Try it: Find the lines in the records that carry the word "ChoiceField". Copy each one.

*** Opening Source data ***

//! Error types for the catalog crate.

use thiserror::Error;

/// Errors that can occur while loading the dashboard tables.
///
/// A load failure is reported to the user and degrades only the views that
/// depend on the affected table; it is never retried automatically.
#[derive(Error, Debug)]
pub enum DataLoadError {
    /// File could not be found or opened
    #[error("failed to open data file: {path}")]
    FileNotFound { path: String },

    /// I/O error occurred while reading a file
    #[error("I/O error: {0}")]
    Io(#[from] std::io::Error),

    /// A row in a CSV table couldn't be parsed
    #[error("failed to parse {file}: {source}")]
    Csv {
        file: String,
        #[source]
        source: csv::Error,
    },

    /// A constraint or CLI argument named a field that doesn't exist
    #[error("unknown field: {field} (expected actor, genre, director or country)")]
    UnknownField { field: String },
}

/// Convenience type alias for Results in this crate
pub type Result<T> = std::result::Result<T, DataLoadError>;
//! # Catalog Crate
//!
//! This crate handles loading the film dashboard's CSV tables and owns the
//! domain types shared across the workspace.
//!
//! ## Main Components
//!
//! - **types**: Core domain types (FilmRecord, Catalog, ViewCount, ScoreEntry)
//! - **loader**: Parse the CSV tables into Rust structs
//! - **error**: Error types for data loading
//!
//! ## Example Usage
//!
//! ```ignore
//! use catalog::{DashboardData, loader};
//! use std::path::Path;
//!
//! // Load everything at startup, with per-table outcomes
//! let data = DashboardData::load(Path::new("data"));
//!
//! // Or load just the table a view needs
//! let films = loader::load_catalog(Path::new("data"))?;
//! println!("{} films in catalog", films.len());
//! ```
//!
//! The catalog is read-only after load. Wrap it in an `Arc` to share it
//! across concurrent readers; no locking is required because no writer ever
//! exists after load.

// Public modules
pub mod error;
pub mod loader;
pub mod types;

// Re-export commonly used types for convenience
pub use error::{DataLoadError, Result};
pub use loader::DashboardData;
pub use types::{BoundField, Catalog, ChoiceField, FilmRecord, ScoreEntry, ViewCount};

*** Closing Source data ***
*** Opening Source data ***

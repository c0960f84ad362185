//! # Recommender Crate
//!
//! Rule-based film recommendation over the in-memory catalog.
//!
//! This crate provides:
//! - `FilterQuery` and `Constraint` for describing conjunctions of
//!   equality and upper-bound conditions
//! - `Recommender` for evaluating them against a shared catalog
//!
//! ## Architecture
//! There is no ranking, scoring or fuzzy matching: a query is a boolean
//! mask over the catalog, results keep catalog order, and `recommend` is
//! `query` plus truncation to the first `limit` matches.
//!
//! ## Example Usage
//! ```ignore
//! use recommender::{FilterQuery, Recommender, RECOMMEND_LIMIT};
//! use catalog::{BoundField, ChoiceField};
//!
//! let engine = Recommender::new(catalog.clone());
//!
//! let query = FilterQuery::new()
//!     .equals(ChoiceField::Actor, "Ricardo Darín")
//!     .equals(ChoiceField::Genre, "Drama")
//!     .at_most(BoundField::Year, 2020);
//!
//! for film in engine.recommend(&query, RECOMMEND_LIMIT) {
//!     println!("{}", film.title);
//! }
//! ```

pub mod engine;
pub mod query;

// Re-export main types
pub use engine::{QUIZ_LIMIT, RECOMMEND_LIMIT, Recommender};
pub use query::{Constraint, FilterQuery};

*** Closing Source data ***

Result of this exercise:
pub use types::{BoundField, Catalog, ChoiceField, FilmRecord, ScoreEntry, ViewCount};
//! use catalog::{BoundField, ChoiceField};
//!     .equals(ChoiceField::Actor, "Ricardo Darín")
//!     .equals(ChoiceField::Genre, "Drama")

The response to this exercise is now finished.